Evaluation of the performance of a lateral flow device for quantitative detection of anti-SARS-CoV-2 IgG

The AbC-19™ lateral flow immunoassay (LFIA) performance was evaluated on plasma samples from a SARS-CoV-2 vaccination cohort, WHO international standards for anti-SARS-CoV-2 IgG (human), individuals ≥2 weeks from infection of RT-PCR confirmed SARS-CoV-2 genetic variants, as well as microorganism serology. Pre-vaccination to three weeks post-booster samples were collected from a cohort of 111 patients (including clinically extremely vulnerable patients) from Northern Ireland. All patients received Oxford-AstraZeneca COVID-19 vaccination for the first and second dose, and Pfizer-BioNTech for the third (first booster).
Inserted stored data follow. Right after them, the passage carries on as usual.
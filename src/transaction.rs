//! Values exchanged between the producer and the consumer.
use std::fmt;

use serde::{Deserialize, Serialize};

/// An intent to store `data` in the register at `address`.
#[derive(Clone, Copy, Debug, Deserialize, PartialEq, Eq, Hash, Serialize)]
pub struct Transaction {
    pub address: usize,
    pub data: u64,
}

impl Transaction {
    pub fn new(address: usize, data: u64) -> Self {
        Self { address, data }
    }
}

impl fmt::Display for Transaction {
    fn fmt(&self, f: &mut fmt::Formatter<'_>) -> fmt::Result {
        write!(f, "addr={} data={:#04x}", self.address, self.data)
    }
}

/// The outcome of re-reading the register named by a [`Transaction`].
#[derive(Clone, Copy, Debug, Deserialize, PartialEq, Eq, Serialize)]
pub struct MatchResult {
    pub address: usize,
    /// The value the producer claims to have written.
    pub expected: u64,
    /// The value the consumer actually read.
    pub actual: u64,
    pub matched: bool,
}

impl MatchResult {
    /// Compares the value read back from `transaction.address` against
    /// `transaction.data`.
    pub fn compare(transaction: &Transaction, actual: u64) -> Self {
        Self {
            address: transaction.address,
            expected: transaction.data,
            actual,
            matched: transaction.data == actual,
        }
    }
}

#[cfg(test)]
mod tests {
    use super::*;

    mod display {
        use super::*;

        #[test]
        fn formats_data_as_hex() {
            let transaction = Transaction::new(3, 0x5a);
            assert_eq!(transaction.to_string(), "addr=3 data=0x5a");
        }
    }

    mod compare {
        use super::*;

        #[test]
        fn matches_equal_values() {
            let result = MatchResult::compare(&Transaction::new(7, 0xff), 0xff);
            assert!(result.matched);
            assert_eq!(result.address, 7);
        }

        #[test]
        fn records_both_values_on_mismatch() {
            let result = MatchResult::compare(&Transaction::new(2, 0x10), 0x20);
            assert!(!result.matched);
            assert_eq!(result.expected, 0x10);
            assert_eq!(result.actual, 0x20);
        }
    }
}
WHO international standards, 15 samples from 2 variants of concern (Delta and Omicron) and cross-reactivity with plasma samples from other microorganism infections were also assessed on AbC-19™. All 80 (100%) participants sampled post-booster had high positive IgG responses, compared to 38/95 (40%) participants at 6 months post-first vaccination. WHO standard results correlated with information from corresponding biological data sheets, and antibodies to all genetic variants were detected by LFIA. No cross-reactivity was found with exception of one (of five) Dengue virus samples. These findings suggest BNT162b2 booster vaccination enhanced humoral immunity to SARS-CoV-2 from pre-booster levels, and that this antibody response was detectable by the LFIA. In combination with cross-reactivity, standards and genetic variant results would suggest LFIA may be a cost-effective measure to assess SARS-CoV-2 antibody status.